_WORK INSTRUCTION_. Take each line from the entries that holds "SendStream" and copy it out.

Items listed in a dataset

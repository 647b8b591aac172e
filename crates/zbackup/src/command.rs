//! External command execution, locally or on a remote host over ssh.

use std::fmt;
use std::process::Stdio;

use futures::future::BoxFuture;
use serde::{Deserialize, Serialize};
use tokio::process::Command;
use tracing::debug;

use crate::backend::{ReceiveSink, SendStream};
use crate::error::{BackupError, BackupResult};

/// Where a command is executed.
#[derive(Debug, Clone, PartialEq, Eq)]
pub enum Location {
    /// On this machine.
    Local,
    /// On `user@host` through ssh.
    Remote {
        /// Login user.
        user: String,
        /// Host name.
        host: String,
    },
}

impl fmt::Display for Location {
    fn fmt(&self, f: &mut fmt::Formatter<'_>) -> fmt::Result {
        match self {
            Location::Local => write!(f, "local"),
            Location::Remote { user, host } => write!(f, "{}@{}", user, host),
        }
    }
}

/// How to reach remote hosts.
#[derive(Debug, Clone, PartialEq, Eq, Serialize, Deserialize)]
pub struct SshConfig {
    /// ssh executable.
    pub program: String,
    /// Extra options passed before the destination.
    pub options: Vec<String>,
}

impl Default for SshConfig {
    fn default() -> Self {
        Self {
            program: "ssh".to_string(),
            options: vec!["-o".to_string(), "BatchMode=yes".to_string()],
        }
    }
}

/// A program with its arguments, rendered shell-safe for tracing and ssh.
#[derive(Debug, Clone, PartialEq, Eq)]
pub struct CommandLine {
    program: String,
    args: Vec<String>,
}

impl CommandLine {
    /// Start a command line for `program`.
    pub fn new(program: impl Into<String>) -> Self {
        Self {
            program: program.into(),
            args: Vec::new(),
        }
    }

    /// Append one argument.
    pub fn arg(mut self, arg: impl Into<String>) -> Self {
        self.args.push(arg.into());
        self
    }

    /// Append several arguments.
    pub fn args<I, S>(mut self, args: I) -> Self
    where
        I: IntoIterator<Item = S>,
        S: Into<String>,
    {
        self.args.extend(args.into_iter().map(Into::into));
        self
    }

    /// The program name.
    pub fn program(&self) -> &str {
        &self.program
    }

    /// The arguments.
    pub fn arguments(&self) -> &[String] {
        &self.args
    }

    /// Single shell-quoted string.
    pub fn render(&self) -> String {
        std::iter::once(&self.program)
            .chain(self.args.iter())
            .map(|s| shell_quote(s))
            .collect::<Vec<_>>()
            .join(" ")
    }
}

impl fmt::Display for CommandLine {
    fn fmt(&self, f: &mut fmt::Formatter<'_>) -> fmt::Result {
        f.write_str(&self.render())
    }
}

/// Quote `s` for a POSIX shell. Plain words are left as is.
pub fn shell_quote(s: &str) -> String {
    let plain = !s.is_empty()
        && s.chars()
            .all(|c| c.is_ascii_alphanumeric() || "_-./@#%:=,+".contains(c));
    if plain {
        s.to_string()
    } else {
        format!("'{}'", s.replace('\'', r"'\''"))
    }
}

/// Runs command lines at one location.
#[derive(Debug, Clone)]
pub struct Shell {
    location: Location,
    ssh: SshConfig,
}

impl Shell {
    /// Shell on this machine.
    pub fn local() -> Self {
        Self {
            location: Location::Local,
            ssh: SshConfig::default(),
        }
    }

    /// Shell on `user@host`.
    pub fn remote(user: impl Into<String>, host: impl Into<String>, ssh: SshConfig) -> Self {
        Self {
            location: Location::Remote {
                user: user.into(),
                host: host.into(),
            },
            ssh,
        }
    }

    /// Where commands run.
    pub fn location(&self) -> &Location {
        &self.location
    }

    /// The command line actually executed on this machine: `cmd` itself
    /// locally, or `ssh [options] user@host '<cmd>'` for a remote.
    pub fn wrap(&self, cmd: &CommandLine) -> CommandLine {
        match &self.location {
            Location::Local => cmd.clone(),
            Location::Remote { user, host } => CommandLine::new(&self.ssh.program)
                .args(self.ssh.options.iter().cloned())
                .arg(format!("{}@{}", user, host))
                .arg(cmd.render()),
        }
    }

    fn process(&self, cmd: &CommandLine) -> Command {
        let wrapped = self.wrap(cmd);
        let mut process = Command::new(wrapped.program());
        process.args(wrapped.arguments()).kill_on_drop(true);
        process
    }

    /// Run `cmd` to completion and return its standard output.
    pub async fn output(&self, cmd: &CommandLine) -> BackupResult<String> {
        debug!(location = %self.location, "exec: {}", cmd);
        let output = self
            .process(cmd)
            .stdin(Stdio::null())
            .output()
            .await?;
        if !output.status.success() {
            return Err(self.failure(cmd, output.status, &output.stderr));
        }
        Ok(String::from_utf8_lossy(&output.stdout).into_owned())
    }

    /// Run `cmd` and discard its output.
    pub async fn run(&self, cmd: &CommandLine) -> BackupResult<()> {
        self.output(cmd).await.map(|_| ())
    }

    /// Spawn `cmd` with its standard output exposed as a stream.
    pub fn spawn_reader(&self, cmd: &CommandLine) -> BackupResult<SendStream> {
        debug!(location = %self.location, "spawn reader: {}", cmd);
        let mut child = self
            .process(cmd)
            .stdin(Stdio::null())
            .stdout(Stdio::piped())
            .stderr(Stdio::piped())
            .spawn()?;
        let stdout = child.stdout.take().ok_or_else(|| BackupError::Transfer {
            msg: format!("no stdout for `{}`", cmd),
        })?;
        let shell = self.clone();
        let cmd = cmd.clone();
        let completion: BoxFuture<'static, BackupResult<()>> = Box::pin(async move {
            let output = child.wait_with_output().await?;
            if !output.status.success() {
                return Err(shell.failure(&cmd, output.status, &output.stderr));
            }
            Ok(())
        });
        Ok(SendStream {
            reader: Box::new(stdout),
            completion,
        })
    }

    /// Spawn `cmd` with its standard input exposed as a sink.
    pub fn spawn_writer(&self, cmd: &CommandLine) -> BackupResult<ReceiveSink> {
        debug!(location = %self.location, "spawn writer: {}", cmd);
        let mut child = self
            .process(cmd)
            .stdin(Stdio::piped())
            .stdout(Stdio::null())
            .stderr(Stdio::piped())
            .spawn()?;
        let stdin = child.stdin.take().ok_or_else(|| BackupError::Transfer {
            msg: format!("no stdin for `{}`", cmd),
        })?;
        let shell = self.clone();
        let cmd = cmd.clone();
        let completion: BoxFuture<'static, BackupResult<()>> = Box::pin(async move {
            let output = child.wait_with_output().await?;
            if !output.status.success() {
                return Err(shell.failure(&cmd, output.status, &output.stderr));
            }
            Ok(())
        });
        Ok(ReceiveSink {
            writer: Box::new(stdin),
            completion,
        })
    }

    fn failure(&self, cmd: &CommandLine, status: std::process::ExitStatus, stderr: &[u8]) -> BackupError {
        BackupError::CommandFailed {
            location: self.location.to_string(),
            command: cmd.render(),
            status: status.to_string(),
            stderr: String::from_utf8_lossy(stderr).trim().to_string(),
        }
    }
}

_OUTPUT BELOW_.
use crate::backend::{ReceiveSink, SendStream};
    pub fn spawn_reader(&self, cmd: &CommandLine) -> BackupResult<SendStream> {
        Ok(SendStream {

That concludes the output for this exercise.